Exercise directions: Write out the whole listing without a single alteration.

================================

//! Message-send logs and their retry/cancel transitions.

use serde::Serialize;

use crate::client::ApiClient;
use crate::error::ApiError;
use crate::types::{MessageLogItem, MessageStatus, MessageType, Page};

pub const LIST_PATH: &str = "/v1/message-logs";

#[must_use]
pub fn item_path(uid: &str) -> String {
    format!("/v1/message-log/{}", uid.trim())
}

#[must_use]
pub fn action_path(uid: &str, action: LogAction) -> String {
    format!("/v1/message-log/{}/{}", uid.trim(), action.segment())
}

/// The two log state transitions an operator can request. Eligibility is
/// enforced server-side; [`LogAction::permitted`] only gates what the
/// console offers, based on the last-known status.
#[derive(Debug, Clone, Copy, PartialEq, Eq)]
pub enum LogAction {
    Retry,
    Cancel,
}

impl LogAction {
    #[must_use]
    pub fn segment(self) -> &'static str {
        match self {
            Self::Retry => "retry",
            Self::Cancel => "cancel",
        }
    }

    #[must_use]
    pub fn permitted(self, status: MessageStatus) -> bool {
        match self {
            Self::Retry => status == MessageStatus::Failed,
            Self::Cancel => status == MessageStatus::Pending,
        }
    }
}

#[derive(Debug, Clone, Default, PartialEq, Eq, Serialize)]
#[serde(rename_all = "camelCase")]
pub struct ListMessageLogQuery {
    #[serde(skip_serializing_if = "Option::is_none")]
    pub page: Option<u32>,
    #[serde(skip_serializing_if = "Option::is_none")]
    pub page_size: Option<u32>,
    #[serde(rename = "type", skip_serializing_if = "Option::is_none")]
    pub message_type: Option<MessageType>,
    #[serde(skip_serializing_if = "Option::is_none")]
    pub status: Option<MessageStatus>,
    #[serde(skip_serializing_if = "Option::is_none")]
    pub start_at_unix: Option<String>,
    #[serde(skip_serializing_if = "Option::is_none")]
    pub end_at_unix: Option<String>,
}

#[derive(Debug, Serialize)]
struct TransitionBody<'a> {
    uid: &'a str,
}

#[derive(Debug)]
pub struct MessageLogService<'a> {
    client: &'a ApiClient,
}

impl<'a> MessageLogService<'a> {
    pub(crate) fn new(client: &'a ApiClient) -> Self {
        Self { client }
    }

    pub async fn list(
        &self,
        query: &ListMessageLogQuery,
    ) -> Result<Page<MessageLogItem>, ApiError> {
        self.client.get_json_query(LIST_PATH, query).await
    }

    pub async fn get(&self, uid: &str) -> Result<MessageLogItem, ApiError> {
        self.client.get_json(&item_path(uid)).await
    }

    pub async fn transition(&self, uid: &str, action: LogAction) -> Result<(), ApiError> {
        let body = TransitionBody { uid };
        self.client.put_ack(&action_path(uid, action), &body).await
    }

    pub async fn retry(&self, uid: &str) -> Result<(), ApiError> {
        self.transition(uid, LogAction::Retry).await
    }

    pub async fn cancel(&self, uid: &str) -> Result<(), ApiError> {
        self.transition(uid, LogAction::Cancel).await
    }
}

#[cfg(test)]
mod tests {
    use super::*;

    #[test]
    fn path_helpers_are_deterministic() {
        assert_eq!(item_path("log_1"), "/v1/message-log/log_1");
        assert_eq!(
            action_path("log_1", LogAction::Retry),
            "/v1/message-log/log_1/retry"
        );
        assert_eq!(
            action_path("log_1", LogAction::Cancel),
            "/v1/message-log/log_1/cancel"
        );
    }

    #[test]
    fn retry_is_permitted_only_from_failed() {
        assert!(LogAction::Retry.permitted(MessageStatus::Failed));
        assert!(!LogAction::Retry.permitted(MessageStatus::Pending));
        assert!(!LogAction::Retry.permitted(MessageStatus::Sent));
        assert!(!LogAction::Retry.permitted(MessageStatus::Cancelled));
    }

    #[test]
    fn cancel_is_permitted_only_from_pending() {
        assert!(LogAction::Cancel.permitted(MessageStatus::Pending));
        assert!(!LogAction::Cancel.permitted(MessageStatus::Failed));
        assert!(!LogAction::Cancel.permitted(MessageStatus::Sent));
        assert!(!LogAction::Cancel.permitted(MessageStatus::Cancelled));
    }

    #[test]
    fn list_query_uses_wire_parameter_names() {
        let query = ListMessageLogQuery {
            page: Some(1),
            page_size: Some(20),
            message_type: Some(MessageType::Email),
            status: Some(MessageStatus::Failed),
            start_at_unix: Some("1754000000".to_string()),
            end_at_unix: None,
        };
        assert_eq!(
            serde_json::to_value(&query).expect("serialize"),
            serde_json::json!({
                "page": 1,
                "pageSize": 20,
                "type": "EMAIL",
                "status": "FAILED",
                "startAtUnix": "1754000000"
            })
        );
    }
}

================================

Response to this task:
//! Message-send logs and their retry/cancel transitions.

use serde::Serialize;

use crate::client::ApiClient;
use crate::error::ApiError;
use crate::types::{MessageLogItem, MessageStatus, MessageType, Page};

pub const LIST_PATH: &str = "/v1/message-logs";

#[must_use]
pub fn item_path(uid: &str) -> String {
    format!("/v1/message-log/{}", uid.trim())
}

#[must_use]
pub fn action_path(uid: &str, action: LogAction) -> String {
    format!("/v1/message-log/{}/{}", uid.trim(), action.segment())
}

/// The two log state transitions an operator can request. Eligibility is
/// enforced server-side; [`LogAction::permitted`] only gates what the
/// console offers, based on the last-known status.
#[derive(Debug, Clone, Copy, PartialEq, Eq)]
pub enum LogAction {
    Retry,
    Cancel,
}

impl LogAction {
    #[must_use]
    pub fn segment(self) -> &'static str {
        match self {
            Self::Retry => "retry",
            Self::Cancel => "cancel",
        }
    }

    #[must_use]
    pub fn permitted(self, status: MessageStatus) -> bool {
        match self {
            Self::Retry => status == MessageStatus::Failed,
            Self::Cancel => status == MessageStatus::Pending,
        }
    }
}

#[derive(Debug, Clone, Default, PartialEq, Eq, Serialize)]
#[serde(rename_all = "camelCase")]
pub struct ListMessageLogQuery {
    #[serde(skip_serializing_if = "Option::is_none")]
    pub page: Option<u32>,
    #[serde(skip_serializing_if = "Option::is_none")]
    pub page_size: Option<u32>,
    #[serde(rename = "type", skip_serializing_if = "Option::is_none")]
    pub message_type: Option<MessageType>,
    #[serde(skip_serializing_if = "Option::is_none")]
    pub status: Option<MessageStatus>,
    #[serde(skip_serializing_if = "Option::is_none")]
    pub start_at_unix: Option<String>,
    #[serde(skip_serializing_if = "Option::is_none")]
    pub end_at_unix: Option<String>,
}

#[derive(Debug, Serialize)]
struct TransitionBody<'a> {
    uid: &'a str,
}

#[derive(Debug)]
pub struct MessageLogService<'a> {
    client: &'a ApiClient,
}

impl<'a> MessageLogService<'a> {
    pub(crate) fn new(client: &'a ApiClient) -> Self {
        Self { client }
    }

    pub async fn list(
        &self,
        query: &ListMessageLogQuery,
    ) -> Result<Page<MessageLogItem>, ApiError> {
        self.client.get_json_query(LIST_PATH, query).await
    }

    pub async fn get(&self, uid: &str) -> Result<MessageLogItem, ApiError> {
        self.client.get_json(&item_path(uid)).await
    }

    pub async fn transition(&self, uid: &str, action: LogAction) -> Result<(), ApiError> {
        let body = TransitionBody { uid };
        self.client.put_ack(&action_path(uid, action), &body).await
    }

    pub async fn retry(&self, uid: &str) -> Result<(), ApiError> {
        self.transition(uid, LogAction::Retry).await
    }

    pub async fn cancel(&self, uid: &str) -> Result<(), ApiError> {
        self.transition(uid, LogAction::Cancel).await
    }
}

#[cfg(test)]
mod tests {
    use super::*;

    #[test]
    fn path_helpers_are_deterministic() {
        assert_eq!(item_path("log_1"), "/v1/message-log/log_1");
        assert_eq!(
            action_path("log_1", LogAction::Retry),
            "/v1/message-log/log_1/retry"
        );
        assert_eq!(
            action_path("log_1", LogAction::Cancel),
            "/v1/message-log/log_1/cancel"
        );
    }

    #[test]
    fn retry_is_permitted_only_from_failed() {
        assert!(LogAction::Retry.permitted(MessageStatus::Failed));
        assert!(!LogAction::Retry.permitted(MessageStatus::Pending));
        assert!(!LogAction::Retry.permitted(MessageStatus::Sent));
        assert!(!LogAction::Retry.permitted(MessageStatus::Cancelled));
    }

    #[test]
    fn cancel_is_permitted_only_from_pending() {
        assert!(LogAction::Cancel.permitted(MessageStatus::Pending));
        assert!(!LogAction::Cancel.permitted(MessageStatus::Failed));
        assert!(!LogAction::Cancel.permitted(MessageStatus::Sent));
        assert!(!LogAction::Cancel.permitted(MessageStatus::Cancelled));
    }

    #[test]
    fn list_query_uses_wire_parameter_names() {
        let query = ListMessageLogQuery {
            page: Some(1),
            page_size: Some(20),
            message_type: Some(MessageType::Email),
            status: Some(MessageStatus::Failed),
            start_at_unix: Some("1754000000".to_string()),
            end_at_unix: None,
        };
        assert_eq!(
            serde_json::to_value(&query).expect("serialize"),
            serde_json::json!({
                "page": 1,
                "pageSize": 20,
                "type": "EMAIL",
                "status": "FAILED",
                "startAtUnix": "1754000000"
            })
        );
    }
}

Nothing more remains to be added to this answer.